Previous research has shown that physiotherapists who have suffered a WRMD tend to change their professional attitudes to avoid additional injuries. Holder et al.  found that 79% of physiotherapists and 81% of assistant physiotherapists who had suffered injuries on the job changed their professional attitudes to avoid other WRMDs. It has been reported that the most common strategies used by physiotherapists to avoid WRMDs are correction of body mechanics, and frequent postural changes. The respondents to our questionnaire said that, after suffering a WRMD, they paid more attention to correcting body mechanics, avoided lifting heavy equipment or patients, changed position frequently, and got other personnel to help them with tasks that involved lifting.
Mierzejewski  reported that 13.7% of physiotherapists in Edmonton, gave up their career after suffering work-related low-back pain, and that 35.3% continued to work after this problem.
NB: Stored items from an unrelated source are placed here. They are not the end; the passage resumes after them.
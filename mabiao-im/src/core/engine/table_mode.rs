//! Table-mode key dispatch.
//!
//! Classification order: composition controls (Escape, Enter, Tab), cursor
//! movement through the preedit, deletion, paging, candidate selection,
//! then input characters. Anything left over passes through to the
//! application.

use mabiao_engine::Editor;

use super::*;

impl TableEngine {
    pub(super) fn process_table(&mut self, key: &KeyEvent) -> EngineResult {
        // All editing happens on presses; releases pass through (hotkeys
        // were already handled).
        if !key.is_press {
            return EngineResult::not_consumed();
        }
        let composing = self.is_composing();
        let ctrl = key.modifiers.control_key;

        match key.keysym {
            Keysym::ESCAPE if composing => {
                self.editor.clear_all_input_and_preedit();
                self.render()
            }
            Keysym::RETURN if composing => {
                let mut result = EngineResult::consumed();
                if self.settings.mode.auto_select {
                    self.commit_all_to_host(&mut result);
                } else {
                    // The typed keys themselves are the text here
                    // (transliteration-style tables).
                    self.commit_raw_to_host(&mut result);
                }
                self.render_into(&mut result);
                result
            }
            Keysym::TAB if composing && self.settings.mode.auto_select => {
                let mut result = EngineResult::consumed();
                self.commit_all_to_host(&mut result);
                self.render_into(&mut result);
                result
            }
            Keysym::LEFT if composing && ctrl => self.edit_op(Editor::control_arrow_left),
            Keysym::LEFT if composing => self.edit_op(Editor::arrow_left),
            Keysym::RIGHT if composing && ctrl => self.edit_op(Editor::control_arrow_right),
            Keysym::RIGHT if composing => self.edit_op(Editor::arrow_right),
            Keysym::HOME if composing => self.edit_op(Editor::control_arrow_left),
            Keysym::END if composing => self.edit_op(Editor::control_arrow_right),
            Keysym::DOWN if composing => self.edit_op(Editor::cursor_down),
            Keysym::UP if composing => self.edit_op(Editor::cursor_up),
            Keysym::BACKSPACE if composing && ctrl => {
                self.edit_op(Editor::remove_preedit_before_cursor)
            }
            Keysym::BACKSPACE if composing => self.backspace(),
            Keysym::DELETE if composing && ctrl => {
                self.edit_op(Editor::remove_preedit_after_cursor)
            }
            Keysym::DELETE if composing => {
                self.edit_op(Editor::remove_preedit_character_after_cursor)
            }
            keysym if composing && self.page_up_keys.contains(&keysym) => {
                self.edit_op(Editor::page_up)
            }
            keysym if composing && self.page_down_keys.contains(&keysym) => {
                self.edit_op(Editor::page_down)
            }
            keysym => {
                let Some(ch) = keysym.to_char() else {
                    return EngineResult::not_consumed();
                };
                let mods = key.modifiers;
                if composing
                    && !self.editor.candidates().is_empty()
                    && self.editor.select_key_index(ch).is_some()
                    && !mods.super_key
                {
                    return self.handle_select_key(ch, mods);
                }
                if mods.control_key || mods.alt_key || mods.super_key {
                    return EngineResult::not_consumed();
                }
                self.handle_input_char(ch)
            }
        }
    }

    fn edit_op(&mut self, op: impl FnOnce(&mut Editor) -> bool) -> EngineResult {
        op(&mut self.editor);
        self.render()
    }

    /// Backspace edits the live segment first, then eats back into the
    /// precommitted phrases.
    fn backspace(&mut self) -> EngineResult {
        if !self.editor.is_empty() {
            self.editor.pop_input();
        } else {
            self.editor.remove_preedit_character_before_cursor();
        }
        self.render()
    }

    /// Selection keys: plain finalizes into the preedit, Ctrl commits
    /// through to the host, Alt drops the candidate's user record.
    fn handle_select_key(&mut self, ch: char, mods: KeyModifiers) -> EngineResult {
        let mut result = EngineResult::consumed();
        if mods.alt_key {
            self.editor.remove_candidate_from_user_database(ch);
        } else if mods.control_key {
            if self.editor.select_key(ch) {
                self.drain_precommit_to_host(&mut result);
            }
        } else if self.editor.select_key(ch) {
            self.maybe_auto_commit(&mut result);
        }
        self.render_into(&mut result);
        result
    }

    fn handle_input_char(&mut self, ch: char) -> EngineResult {
        let composing = self.is_composing();
        let valid = self.editor.is_valid_input_char(ch);

        if !composing {
            // Leading edge: input that could never match is rejected
            // immediately and passes through (width-converted). Wildcards
            // may always open a segment.
            if !valid
                || !(self.editor.is_wildcard(ch) || self.editor.metadata().is_start_char(ch))
            {
                return match self.convert_width(ch) {
                    Some(converted) => EngineResult::consumed()
                        .with_action(EngineAction::Commit(converted.to_string())),
                    None => EngineResult::not_consumed(),
                };
            }
            let mut result = EngineResult::consumed();
            self.editor.add_input(ch);
            self.render_into(&mut result);
            return result;
        }

        if valid {
            let mut result = EngineResult::consumed();
            let matched = self.editor.add_input(ch);
            if !matched
                && self.settings.mode.auto_select
                && !self.editor.candidates_prev().is_empty()
            {
                // Dead end one key past a live match: finalize that match
                // and replay this key as a fresh segment.
                self.editor.pop_input();
                self.editor.commit_to_preedit();
                self.editor.add_input(ch);
            }
            self.maybe_auto_commit(&mut result);
            self.render_into(&mut result);
            return result;
        }

        // Trailing invalid input: flush the pending composition, then
        // deliver this character itself, width-converted.
        let mut result = EngineResult::consumed();
        self.commit_all_to_host(&mut result);
        let delivered = self.convert_width(ch).unwrap_or(ch);
        result
            .actions
            .push(EngineAction::Commit(delivered.to_string()));
        self.render_into(&mut result);
        result
    }
}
Cromie  found that 17.7% of physiotherapists changed their field of practice in connection with WRMDs. Of the respondents in our Turkish survey who had suffered WRMDs, 67% did not change their field of practice after the injury, 82% did not restrict their time with patients, and 64% said they would not consider changing their field or department of practice due to their WRMD. This means that 33% did change field of practice after a WRMD, which is 1.9 times the rate of those who changed field in Cromie's study. As noted above, most physiotherapists in Turkey work in general hospitals, and it is not usually possible for such physiotherapists to change their field of work.
Some professions have very high WRMD prevalence, and this has led to more intensive research in recent years. These types of injury have major consequences for society, workers, employers, and the insurance sector due to loss of labor force, long-term disability and delay in returning to work, decreased productivity, and psychological effects on employees. Therefore, minimizing and preventing WRMDs has significant potential social and economic benefits. It is important to invest in studies aimed at reducing these types of injuries in physiotherapists.
Our study has three main limitations. A physiotherapist's working time in a day is not long, but he or she treats a very large number of patients during this time. Our survey would have been more informative if we collected data for the number of daily treated patients. We also did not inquire about the physiotherapists' activity levels. This would have been valuable information, as sports and recreational activity may affect WRMD frequency. Another limitation of our study was comparing various areas of practice and techniques used by physiotherapists and investigating their relationship to WRMDs.
Our survey reveals that the WRMDs in physiotherapists in Turkey are similar to rates reported in other countries. Physiotherapists in our country suffer similar work-related injuries as their counterparts elsewhere, despite different legal working conditions and cultural differences. This study provides data related to WRMDs in physiotherapists in Turkey. Further studies can be very useful if it research prevalence of WRMDs in physiotherapists who have employed different working conditions.